Compared to plantation returns, yield from selective harvesting is significantly less. But the advantages to society are several. One, carbon retention is maximised and all of us benefit. Two, wildfire management is vastly improved. Finally, a rigorously
supervised timber harvest from private forests would redress the absurd reality where timber is imported into Australia under dubious control re carbon release and sustainable forest management.
Landowners with native forests should be equally rewarded with carbon credits along with plantation developers, provided they enter a professionally managed tree harvesting, reestablishment and fire management program.
Instead, as forest is seen as worthless, 40ha of forest per year per landowner can be converted to agricultural profitability. This policy is counter-productive because, although limiting on an individual farm basis, its alienating impact over many farms over years is inexorable. Landowners must be offered carbon credits equivalent to an assessed annual agricultural value as an alternative. That cost would be borne by miners and heavy industries now seeking to enhance their reputations by offsetting carbon emissions.
Part of the mentioned aligning of the stars is the current shift to judicious politics, occasioned by COVID-19, impelling our state representatives to forgo with great success the posturing and procrastination that normally bogs down our parliamentary processes.
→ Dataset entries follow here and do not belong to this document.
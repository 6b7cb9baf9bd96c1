//! Harvest job and per-item bookkeeping.
//!
//! A [`HarvestJob`] aggregates one [`HarvestItem`] per catalog item processed
//! in a run, plus job-level errors and counters.
//!
//! # Lifecycle
//!
//! Jobs flow through these states:
//! ```text
//! running → done
//!         → done-errors  (some items or the catalog tail failed)
//!         → cancelled    (stopped by the operator)
//!         → failed       (run aborted after the job was created)
//! ```
//!
//! Items move from `started` to exactly one of `done`, `skipped` or `failed`.

use chrono::{DateTime, Utc};
use serde::{Deserialize, Serialize};
use uuid::Uuid;

use crate::error::AppError;
use crate::sync::SyncStats;

// =============================================================================
// Job Status
// =============================================================================

/// Status of a harvest job.
#[derive(Debug, Clone, Copy, PartialEq, Eq, Serialize, Deserialize)]
pub enum JobStatus {
    /// Items are being processed.
    #[serde(rename = "running")]
    Running,
    /// All items finished without failure.
    #[serde(rename = "done")]
    Done,
    /// The run finished but some items or the catalog tail failed.
    #[serde(rename = "done-errors")]
    DoneWithErrors,
    /// The run aborted after the job was created.
    #[serde(rename = "failed")]
    Failed,
    /// The run was cancelled.
    #[serde(rename = "cancelled")]
    Cancelled,
}

impl JobStatus {
    /// Returns the string representation for database storage.
    pub fn as_str(&self) -> &'static str {
        match self {
            JobStatus::Running => "running",
            JobStatus::Done => "done",
            JobStatus::DoneWithErrors => "done-errors",
            JobStatus::Failed => "failed",
            JobStatus::Cancelled => "cancelled",
        }
    }

    /// Returns true if the job is in a terminal state.
    pub fn is_terminal(&self) -> bool {
        !matches!(self, JobStatus::Running)
    }
}

/// Error type for parsing JobStatus from string.
#[derive(Debug, Clone, PartialEq, Eq)]
pub struct ParseJobStatusError(String);

impl std::fmt::Display for ParseJobStatusError {
    fn fmt(&self, f: &mut std::fmt::Formatter<'_>) -> std::fmt::Result {
        write!(f, "invalid job status: {}", self.0)
    }
}

impl std::error::Error for ParseJobStatusError {}

impl std::str::FromStr for JobStatus {
    type Err = ParseJobStatusError;

    fn from_str(s: &str) -> Result<Self, Self::Err> {
        match s {
            "running" => Ok(JobStatus::Running),
            "done" => Ok(JobStatus::Done),
            "done-errors" => Ok(JobStatus::DoneWithErrors),
            "failed" => Ok(JobStatus::Failed),
            "cancelled" => Ok(JobStatus::Cancelled),
            _ => Err(ParseJobStatusError(s.to_string())),
        }
    }
}

impl std::fmt::Display for JobStatus {
    fn fmt(&self, f: &mut std::fmt::Formatter<'_>) -> std::fmt::Result {
        write!(f, "{}", self.as_str())
    }
}

// =============================================================================
// Item Status
// =============================================================================

/// Status of a single harvested item.
#[derive(Debug, Clone, Copy, PartialEq, Eq, Serialize, Deserialize)]
#[serde(rename_all = "lowercase")]
pub enum ItemStatus {
    Started,
    Done,
    Skipped,
    Failed,
}

impl ItemStatus {
    pub fn as_str(&self) -> &'static str {
        match self {
            ItemStatus::Started => "started",
            ItemStatus::Done => "done",
            ItemStatus::Skipped => "skipped",
            ItemStatus::Failed => "failed",
        }
    }

    pub fn is_terminal(&self) -> bool {
        !matches!(self, ItemStatus::Started)
    }
}

impl std::fmt::Display for ItemStatus {
    fn fmt(&self, f: &mut std::fmt::Formatter<'_>) -> std::fmt::Result {
        write!(f, "{}", self.as_str())
    }
}

// =============================================================================
// Errors and items
// =============================================================================

/// An error recorded against an item or a job.
#[derive(Debug, Clone, PartialEq, Eq, Serialize, Deserialize)]
pub struct HarvestError {
    pub message: String,
    pub details: Option<String>,
    pub created_at: DateTime<Utc>,
}

impl HarvestError {
    pub fn new(message: impl Into<String>) -> Self {
        Self {
            message: message.into(),
            details: None,
            created_at: Utc::now(),
        }
    }

    pub fn with_details(mut self, details: impl Into<String>) -> Self {
        self.details = Some(details.into());
        self
    }
}

impl From<&AppError> for HarvestError {
    fn from(err: &AppError) -> Self {
        HarvestError::new(err.to_string()).with_details(err.category().as_str())
    }
}

/// Bookkeeping for one item within a harvest job.
#[derive(Debug, Clone, PartialEq, Eq, Serialize, Deserialize)]
pub struct HarvestItem {
    pub remote_id: String,
    pub status: ItemStatus,
    pub started_at: DateTime<Utc>,
    pub ended_at: Option<DateTime<Utc>>,
    pub errors: Vec<HarvestError>,
    /// Store id of the record written for this item.
    pub record_id: Option<Uuid>,
    pub skip_reason: Option<String>,
}

impl HarvestItem {
    /// Creates an item in the `started` state.
    pub fn started(remote_id: impl Into<String>) -> Self {
        Self {
            remote_id: remote_id.into(),
            status: ItemStatus::Started,
            started_at: Utc::now(),
            ended_at: None,
            errors: Vec::new(),
            record_id: None,
            skip_reason: None,
        }
    }

    /// Moves the item to a terminal status. Returns false, leaving the item
    /// untouched, when it was already finalized.
    fn finalize(&mut self, status: ItemStatus) -> bool {
        if self.status.is_terminal() {
            tracing::warn!(
                remote_id = %self.remote_id,
                current = %self.status,
                requested = %status,
                "Ignoring second finalization of harvest item"
            );
            return false;
        }
        self.status = status;
        self.ended_at = Some(Utc::now());
        true
    }

    pub fn mark_done(&mut self, record_id: Uuid) -> bool {
        let finalized = self.finalize(ItemStatus::Done);
        if finalized {
            self.record_id = Some(record_id);
        }
        finalized
    }

    pub fn mark_skipped(&mut self, reason: &str) -> bool {
        let finalized = self.finalize(ItemStatus::Skipped);
        if finalized {
            self.skip_reason = Some(reason.to_string());
        }
        finalized
    }

    pub fn mark_failed(&mut self, error: &AppError) -> bool {
        let finalized = self.finalize(ItemStatus::Failed);
        if finalized {
            self.errors.push(HarvestError::from(error));
        }
        finalized
    }
}

// =============================================================================
// Harvest Job
// =============================================================================

/// The aggregate record of one harvest run.
#[derive(Debug, Clone, Serialize, Deserialize)]
pub struct HarvestJob {
    /// Unique job identifier.
    pub id: Uuid,

    /// Configured source name.
    pub source: String,

    /// Catalog URL harvested.
    pub source_url: String,

    /// Current job status.
    pub status: JobStatus,

    /// When the job was created.
    pub created_at: DateTime<Utc>,

    /// When item processing began.
    pub started_at: Option<DateTime<Utc>>,

    /// When the run finished.
    pub ended_at: Option<DateTime<Utc>>,

    /// One entry per processed item, in completion order.
    pub items: Vec<HarvestItem>,

    /// Errors not tied to a single item.
    pub errors: Vec<HarvestError>,

    /// Outcome counters.
    pub stats: SyncStats,
}

impl HarvestJob {
    /// Creates a running job.
    pub fn new(source: impl Into<String>, source_url: impl Into<String>) -> Self {
        let now = Utc::now();
        Self {
            id: Uuid::new_v4(),
            source: source.into(),
            source_url: source_url.into(),
            status: JobStatus::Running,
            created_at: now,
            started_at: Some(now),
            ended_at: None,
            items: Vec::new(),
            errors: Vec::new(),
            stats: SyncStats::default(),
        }
    }

    pub fn record_error(&mut self, error: HarvestError) {
        self.errors.push(error);
    }

    /// Sets the terminal status and end time.
    pub fn finish(&mut self, status: JobStatus) {
        self.status = status;
        self.ended_at = Some(Utc::now());
    }

    pub fn failed_items(&self) -> impl Iterator<Item = &HarvestItem> {
        self.items.iter().filter(|i| i.status == ItemStatus::Failed)
    }

    pub fn has_failures(&self) -> bool {
        self.stats.failed > 0 || !self.errors.is_empty()
    }

    /// Run duration, when finished.
    pub fn duration(&self) -> Option<chrono::TimeDelta> {
        Some(self.ended_at? - self.started_at?)
    }
}
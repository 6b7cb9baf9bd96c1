//! Batched persistence of harvest results.
//!
//! Records are written as soon as their item finishes. The job document,
//! which grows with every item, is only written every `interval` results
//! and once more when the run finishes.

use std::sync::Arc;
use std::time::Instant;

use crate::error::AppError;
use crate::job::{HarvestError, HarvestItem, HarvestJob, ItemStatus, JobStatus};
use crate::metrics::{MetricsSink, NoopMetrics, names};
use crate::models::{SaveOptions, StoredRecord};
use crate::sync::{SyncOutcome, SyncStats};
use crate::traits::{JobStore, RecordStore};

/// Why an item was not written.
#[derive(Debug, Clone, Copy, PartialEq, Eq)]
pub enum SkipReason {
    /// The stored record already matches the catalog.
    Unchanged,
    /// The catalog entry has no usable identifier.
    MissingIdentifier,
}

impl SkipReason {
    pub fn as_str(&self) -> &'static str {
        match self {
            SkipReason::Unchanged => "unchanged",
            SkipReason::MissingIdentifier => "missing identifier",
        }
    }
}

/// What processing produced for one item.
#[derive(Debug)]
pub enum ItemOutcome {
    /// A finalized record ready to be written.
    Processed {
        record: Box<StoredRecord>,
        outcome: SyncOutcome,
    },
    Skipped(SkipReason),
    Failed(AppError),
}

/// Owns the in-memory job for one run and persists results.
///
/// Lives on the single task consuming worker results, so the job is never
/// shared between tasks.
pub struct JobCoordinator<S, J>
where
    S: RecordStore,
    J: JobStore,
{
    job: HarvestJob,
    records: S,
    jobs: J,
    metrics: Arc<dyn MetricsSink>,
    interval: usize,
    recorded: usize,
    checkpoints: usize,
}

impl<S, J> JobCoordinator<S, J>
where
    S: RecordStore,
    J: JobStore,
{
    /// Creates a coordinator checkpointing every `interval` results.
    pub fn new(job: HarvestJob, records: S, jobs: J, interval: usize) -> Self {
        Self {
            job,
            records,
            jobs,
            metrics: Arc::new(NoopMetrics),
            interval: interval.max(1),
            recorded: 0,
            checkpoints: 0,
        }
    }

    pub fn with_metrics(mut self, metrics: Arc<dyn MetricsSink>) -> Self {
        self.metrics = metrics;
        self
    }

    pub fn job(&self) -> &HarvestJob {
        &self.job
    }

    pub fn stats(&self) -> &SyncStats {
        &self.job.stats
    }

    /// Number of item results recorded so far.
    pub fn recorded(&self) -> usize {
        self.recorded
    }

    /// Number of successful intermediate job saves.
    pub fn checkpoints(&self) -> usize {
        self.checkpoints
    }

    /// Persists the outcome of one item and appends it to the job.
    ///
    /// Returns the final status of the item.
    pub async fn record_result(&mut self, mut item: HarvestItem, outcome: ItemOutcome) -> ItemStatus {
        let sync_outcome = match outcome {
            ItemOutcome::Processed { record, outcome } => {
                let started = Instant::now();
                let saved = self.records.save(&record, SaveOptions::unvalidated()).await;
                self.metrics.increment(names::RECORD_SAVES, 1);
                self.metrics
                    .observe(names::RECORD_SAVE_DURATION, started.elapsed());

                match saved {
                    Ok(record_id) => {
                        item.mark_done(record_id);
                        outcome
                    }
                    Err(e) => {
                        tracing::warn!(
                            source = %self.job.source,
                            remote_id = %item.remote_id,
                            error = %e,
                            "Failed to save record"
                        );
                        item.mark_failed(&e);
                        SyncOutcome::Failed
                    }
                }
            }
            ItemOutcome::Skipped(reason) => {
                item.mark_skipped(reason.as_str());
                match reason {
                    SkipReason::Unchanged => SyncOutcome::Unchanged,
                    SkipReason::MissingIdentifier => SyncOutcome::Skipped,
                }
            }
            ItemOutcome::Failed(e) => {
                item.mark_failed(&e);
                SyncOutcome::Failed
            }
        };

        let status = item.status;
        match status {
            ItemStatus::Done => self.metrics.increment(names::ITEMS_DONE, 1),
            ItemStatus::Skipped => self.metrics.increment(names::ITEMS_SKIPPED, 1),
            ItemStatus::Failed => self.metrics.increment(names::ITEMS_FAILED, 1),
            ItemStatus::Started => {}
        }

        self.job.stats.record(sync_outcome);
        self.job.items.push(item);
        self.recorded += 1;

        if self.recorded % self.interval == 0 {
            self.checkpoint().await;
        }

        status
    }

    /// Records an error that belongs to the run rather than to one item.
    pub fn record_job_error(&mut self, error: &AppError) {
        tracing::warn!(
            source = %self.job.source,
            job_id = %self.job.id,
            error = %error,
            "Harvest job error"
        );
        self.job.record_error(HarvestError::from(error));
    }

    async fn checkpoint(&mut self) {
        let started = Instant::now();
        match self.jobs.save_job(&self.job).await {
            Ok(()) => {
                self.checkpoints += 1;
                self.metrics.increment(names::CHECKPOINTS, 1);
                self.metrics
                    .observe(names::CHECKPOINT_DURATION, started.elapsed());
                tracing::debug!(
                    job_id = %self.job.id,
                    recorded = self.recorded,
                    "Job checkpoint saved"
                );
            }
            Err(e) => {
                tracing::warn!(
                    job_id = %self.job.id,
                    recorded = self.recorded,
                    error = %e,
                    "Job checkpoint failed, continuing"
                );
            }
        }
    }

    /// Sets the terminal status and writes the job a final time.
    pub async fn finish(mut self, status: JobStatus) -> Result<HarvestJob, AppError> {
        self.job.finish(status);
        self.jobs.save_job(&self.job).await?;
        Ok(self.job)
    }
}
Peter Gutwein and Rebecca White must be congratulated on their astute handling of that issue.
It will require this leadership style, with its reliance on objective advice of scientists, to implement urgent harvesting of our forests to protect us from the fires that ravaged NSW and Victoria. It was purely by chance that we escaped, and unless we take constructive action to protect our people, environment and domestic and native animals, it is not a matter of if we experience such holocausts, but simply when.
The Hermal Group must be induced to expand the scope of their resource as outlined, and if they choose not to, other companies should be offered the opportunity. We can’t delay.